= Heroes of Might and Magic IV (card game) =

Collectible card game

Heroes of Might & Magic IV Collectible Card and Tile Game is a 2005 collectible card game created by DG Associates and designed by Jonathan Bjork.

== Game pieces ==
The game is played on maps created at the start of the game from map tiles (world of Axeoth). As the places on the tiles are too small to place the actual cards on, the locations of armies, objects, and towns are represented on the map as numbered and colored army, location, and town markers, respectively. Each marker to place on the map has an equivalent marker to place on the cards that the first represents. One is a color on white, the other is white on a color.

=== Map tiles ===
Map tiles use hexagon shapes with pictures to show the environment.

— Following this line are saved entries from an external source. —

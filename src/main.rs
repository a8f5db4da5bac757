mod cli;

use std::time::Duration;

use clap::Parser;
use cli::{Cli, Commands, ProbeArgs};
use itembox::client::{ClientConfig, ItemClient};
use itembox::config::Config;
use itembox::observability::init_tracing;
use tracing::{info, warn};

type AnyError = Box<dyn std::error::Error + Send + Sync>;

#[tokio::main]
async fn main() -> Result<(), AnyError> {
    init_tracing();

    let cli = Cli::parse();

    match cli.command {
        Commands::Server(args) => {
            info!("Loading configuration");
            let mut config =
                Config::load().map_err(|e| format!("Failed to load config: {}", e))?;
            if let Some(address) = args.address {
                config.server.bind_addr = address;
            }
            itembox::api::run(config).await?
        }
        Commands::Probe(args) => probe(args).await?,
    }

    Ok(())
}

async fn probe(args: ProbeArgs) -> Result<(), AnyError> {
    if !args.timeout.is_finite() || args.timeout <= 0.0 {
        return Err("--timeout must be a positive number of seconds".into());
    }

    let client = ItemClient::new(ClientConfig {
        base_url: args.url.clone(),
        api_token: std::env::var("ITEMBOX_API_TOKEN").ok(),
        max_retries: args.max_retries,
        request_timeout: Duration::from_secs_f64(args.timeout),
        ..ClientConfig::default()
    })?;

    let status = args.scenario.as_status();
    info!(url = %args.url, scenario = status, "Probing fault scenario");

    match client.simulate(status, args.duration).await {
        Ok(response) => {
            info!(status = %response.status, "Scenario recovered");
            Ok(())
        }
        Err(err) => {
            warn!(error = %err, degraded = client.is_degraded(), "Scenario failed");
            Err(err.into())
        }
    }
}
//! Wire models for the ItemBox HTTP API
//!
//! Items are exchanged as:
//!
//! ```json
//! { "id": 1, "name": "Widget", "price": "9.99" }
//! ```
//!
//! Create and update accept `name` (required) and `price` (optional, number
//! or decimal string). Errors are always `{"error": "...", "code": "..."}`.

use serde::{Deserialize, Serialize};
use serde_json::Value;

use crate::service::ItemInput;

/// Body of `POST /items` and `PUT /items/{id}`
#[derive(Debug, Default, Deserialize)]
pub struct ItemPayload {
    #[serde(default)]
    pub name: Option<String>,
    #[serde(default)]
    pub price: Option<Value>,
}

impl From<ItemPayload> for ItemInput {
    fn from(payload: ItemPayload) -> Self {
        ItemInput {
            name: payload.name,
            price: payload.price,
        }
    }
}

#[derive(Debug, Serialize, Deserialize)]
pub struct StatusResponse {
    pub status: String,
}

impl StatusResponse {
    pub fn ok() -> Self {
        Self {
            status: "ok".to_string(),
        }
    }
}

#[derive(Debug, Serialize)]
pub struct ErrorResponse {
    pub error: String,
    pub code: &'static str,
}

#[derive(Debug, Deserialize)]
pub struct SimulateQuery {
    #[serde(default, alias = "mode")]
    pub status: Option<String>,
    #[serde(default)]
    pub duration: Option<String>,
}

#[derive(Debug, Deserialize)]
pub struct HealthQuery {
    #[serde(default)]
    pub sleep: Option<String>,
}

impl HealthQuery {
    /// `?sleep`, `?sleep=1`, `?sleep=true` and friends all enable the delay
    pub fn wants_sleep(&self) -> bool {
        match self.sleep.as_deref().map(str::trim) {
            Some(flag) => matches!(
                flag.to_ascii_lowercase().as_str(),
                "" | "1" | "true" | "yes" | "on"
            ),
            None => false,
        }
    }
}

#[cfg(test)]
mod tests {
    use super::*;
    use serde_json::json;

    #[test]
    fn item_payload_allows_missing_fields() {
        let payload: ItemPayload = serde_json::from_value(json!({})).unwrap();
        assert!(payload.name.is_none());
        assert!(payload.price.is_none());
    }

    #[test]
    fn item_payload_keeps_price_raw() {
        let payload: ItemPayload =
            serde_json::from_value(json!({"name": "a", "price": 1.5})).unwrap();
        assert_eq!(payload.price, Some(json!(1.5)));
    }

    #[test]
    fn item_payload_rejects_non_string_name() {
        assert!(serde_json::from_value::<ItemPayload>(json!({"name": 5})).is_err());
    }

    #[test]
    fn health_query_flag_parsing() {
        let q = |v: Option<&str>| HealthQuery { sleep: v.map(str::to_string) };
        assert!(!q(None).wants_sleep());
        assert!(q(Some("")).wants_sleep());
        assert!(q(Some("TRUE")).wants_sleep());
        assert!(q(Some("1")).wants_sleep());
        assert!(!q(Some("false")).wants_sleep());
        assert!(!q(Some("0")).wants_sleep());
    }
}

They also add special extras to certain factions according to the advanced rules.

=== Cards ===
There are a variety of types of durable cards used throughout gameplay. They include creatures, spells, artifacts, towns, locations, and heroes.

=== Markers ===
Positions of cards on the map are represented by markers. Many reviews held the clumsiness of analyzing positions using markers as their only criticism of the game.

== Gameplay ==

=== Setting up ===
Each player searches through their deck for a starting army of 3 Level 1 creatures, 2 Level 2 creatures, and 1 Level 3 creature, as well as a hero, and a town to place on the side. All cards must be of the same alignment.

A random map tile is placed face up. Players then take turns selecting face-down map tiles and connecting them to the previous ones as they please.

Finally, players draw a hand, placing all but three of their hand face down into the "Adventure Stack," a pile from which cards can be played from, but not used as money from.

Up to six players can participate in this game.